What you are asked to do:
Work through the data below and give the number of lines holding the word "SceneGraph", without any other text.

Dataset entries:
↓↓↓

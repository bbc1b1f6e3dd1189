use std::collections::HashMap;
use std::sync::Arc;

use crate::assets::color::Color;
use crate::assets::decode::PreparedImage;
use crate::assets::fonts::{FontBook, FontFace, TextBrushRgba8, TextLayoutEngine};
use crate::foundation::core::Affine;
use crate::foundation::error::{EditorError, EditorResult};
use crate::render::backend::FrameRGBA;
use crate::scene::graph::SceneGraph;
use crate::scene::object::{ObjectKind, SceneObject, ShapeBody, ShapeKind, TextBody};

/// Software compositor that flattens a scene into pixels with `vello_cpu`.
///
/// Decoded image paints and font data are cached per compositor, keyed by the shared buffers
/// the scene already holds.
pub struct SceneCompositor {
    fonts: Arc<FontBook>,
    text: TextLayoutEngine,
    image_cache: HashMap<usize, (Arc<Vec<u8>>, vello_cpu::Image)>,
    font_cache: HashMap<(usize, u32), (Arc<Vec<u8>>, vello_cpu::peniko::FontData)>,
}

impl SceneCompositor {
    pub fn new(fonts: Arc<FontBook>) -> Self {
        Self {
            fonts,
            text: TextLayoutEngine::new(),
            image_cache: HashMap::new(),
            font_cache: HashMap::new(),
        }
    }

    /// Draw every object in z-order over `clear_rgba` (straight RGBA8).
    ///
    /// The output is `pixel_ratio` times the canvas size; object geometry is scaled to match.
    #[tracing::instrument(skip(self, scene), fields(canvas = ?scene.canvas()))]
    pub fn render(
        &mut self,
        scene: &SceneGraph,
        clear_rgba: [u8; 4],
        pixel_ratio: f64,
    ) -> EditorResult<FrameRGBA> {
        let target = scene.canvas().scaled(pixel_ratio)?;
        let width: u16 = target
            .width
            .try_into()
            .map_err(|_| EditorError::render("output width exceeds u16"))?;
        let height: u16 = target
            .height
            .try_into()
            .map_err(|_| EditorError::render("output height exceeds u16"))?;

        let mut ctx = vello_cpu::RenderContext::new(width, height);
        let [r, g, b, a] = clear_rgba;
        ctx.set_transform(vello_cpu::kurbo::Affine::IDENTITY);
        ctx.set_paint(vello_cpu::peniko::Color::from_rgba8(r, g, b, a));
        ctx.fill_rect(&vello_cpu::kurbo::Rect::new(
            0.0,
            0.0,
            f64::from(width),
            f64::from(height),
        ));

        let root = Affine::scale(pixel_ratio);
        for obj in scene.objects() {
            self.draw_object(&mut ctx, obj, root)?;
        }

        let mut pixmap = vello_cpu::Pixmap::new(width, height);
        ctx.flush();
        ctx.render_to_pixmap(&mut pixmap);

        Ok(FrameRGBA {
            width: target.width,
            height: target.height,
            data: pixmap.data_as_u8_slice().to_vec(),
            premultiplied: true,
        })
    }

    fn draw_object(
        &mut self,
        ctx: &mut vello_cpu::RenderContext,
        obj: &SceneObject,
        root: Affine,
    ) -> EditorResult<()> {
        let opacity = obj.placement.opacity.clamp(0.0, 1.0) as f32;
        if opacity <= 0.0 {
            return Ok(());
        }

        ctx.set_paint_transform(vello_cpu::kurbo::Affine::IDENTITY);
        ctx.set_transform(affine_to_cpu(root * obj.affine()));
        if opacity < 1.0 {
            ctx.push_opacity_layer(opacity);
        }

        match &obj.kind {
            ObjectKind::Background(bg) => self.draw_image(ctx, &bg.image)?,
            ObjectKind::Image(img) => self.draw_image(ctx, &img.image)?,
            ObjectKind::Shape(shape) => draw_shape(ctx, shape)?,
            ObjectKind::Text(text) => self.draw_text(ctx, text)?,
        }

        if opacity < 1.0 {
            ctx.pop_layer();
        }
        Ok(())
    }

    fn draw_image(
        &mut self,
        ctx: &mut vello_cpu::RenderContext,
        image: &PreparedImage,
    ) -> EditorResult<()> {
        let key = Arc::as_ptr(&image.rgba8_premul) as usize;
        let paint = match self.image_cache.get(&key) {
            Some((_, paint)) => paint.clone(),
            None => {
                let pixmap = image_to_pixmap(image)?;
                let paint = vello_cpu::Image {
                    image: vello_cpu::ImageSource::Pixmap(Arc::new(pixmap)),
                    sampler: vello_cpu::peniko::ImageSampler::default(),
                };
                self.image_cache
                    .insert(key, (Arc::clone(&image.rgba8_premul), paint.clone()));
                paint
            }
        };

        ctx.set_paint(paint);
        ctx.fill_rect(&vello_cpu::kurbo::Rect::new(
            0.0,
            0.0,
            f64::from(image.width),
            f64::from(image.height),
        ));
        Ok(())
    }

    fn draw_text(
        &mut self,
        ctx: &mut vello_cpu::RenderContext,
        body: &TextBody,
    ) -> EditorResult<()> {
        let weight = body.font_weight.numeric();
        let Some(face) = self.fonts.resolve(&body.font_family, weight) else {
            tracing::debug!(family = %body.font_family, "no font face available, text skipped");
            return Ok(());
        };

        let [r, g, b, a] = Color::parse(&body.fill)?.to_rgba8();
        let brush = TextBrushRgba8 { r, g, b, a };
        let layout = self.text.layout_plain(
            &body.content,
            &face,
            body.font_size as f32,
            weight,
            brush,
        )?;
        let font = self.font_data(&face);

        for line in layout.lines() {
            for item in line.items() {
                let parley::layout::PositionedLayoutItem::GlyphRun(run) = item else {
                    continue;
                };

                let brush = run.style().brush;
                ctx.set_paint(vello_cpu::peniko::Color::from_rgba8(
                    brush.r, brush.g, brush.b, brush.a,
                ));

                let glyphs = run.glyphs().map(|g| vello_cpu::Glyph {
                    id: g.id,
                    x: g.x,
                    y: g.y,
                });
                ctx.glyph_run(&font)
                    .font_size(run.run().font_size())
                    .fill_glyphs(glyphs);
            }
        }
        Ok(())
    }

    fn font_data(&mut self, face: &FontFace) -> vello_cpu::peniko::FontData {
        let key = (Arc::as_ptr(&face.bytes) as usize, face.index);
        self.font_cache
            .entry(key)
            .or_insert_with(|| {
                let blob = vello_cpu::peniko::Blob::from(face.bytes.as_ref().clone());
                (
                    Arc::clone(&face.bytes),
                    vello_cpu::peniko::FontData::new(blob, face.index),
                )
            })
            .1
            .clone()
    }
}

fn draw_shape(ctx: &mut vello_cpu::RenderContext, shape: &ShapeBody) -> EditorResult<()> {
    use vello_cpu::kurbo::Shape as _;

    let [r, g, b, a] = Color::parse(&shape.fill)?.to_rgba8();
    ctx.set_paint(vello_cpu::peniko::Color::from_rgba8(r, g, b, a));

    let (w, h) = (shape.size.width, shape.size.height);
    let path = match shape.kind {
        ShapeKind::Rect => {
            let radius = shape
                .corner_radius
                .unwrap_or(0.0)
                .clamp(0.0, w.min(h) / 2.0);
            vello_cpu::kurbo::RoundedRect::new(0.0, 0.0, w, h, radius).to_path(0.1)
        }
        ShapeKind::Circle => {
            vello_cpu::kurbo::Circle::new((w / 2.0, h / 2.0), w.min(h) / 2.0).to_path(0.1)
        }
    };
    ctx.fill_path(&path);
    Ok(())
}

fn affine_to_cpu(a: Affine) -> vello_cpu::kurbo::Affine {
    vello_cpu::kurbo::Affine::new(a.as_coeffs())
}

fn image_to_pixmap(image: &PreparedImage) -> EditorResult<vello_cpu::Pixmap> {
    let w: u16 = image
        .width
        .try_into()
        .map_err(|_| EditorError::render("image width exceeds u16"))?;
    let h: u16 = image
        .height
        .try_into()
        .map_err(|_| EditorError::render("image height exceeds u16"))?;

    let mut may_have_opacities = false;
    let pixels = image
        .rgba8_premul
        .chunks_exact(4)
        .map(|px| {
            may_have_opacities |= px[3] != 255;
            vello_cpu::peniko::color::PremulRgba8 {
                r: px[0],
                g: px[1],
                b: px[2],
                a: px[3],
            }
        })
        .collect::<Vec<_>>();

    Ok(vello_cpu::Pixmap::from_parts_with_opacity(
        pixels,
        w,
        h,
        may_have_opacities,
    ))
}

#[cfg(test)]
#[path = "../../tests/unit/render/compose.rs"]
mod tests;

↑↑↑

Solution:
2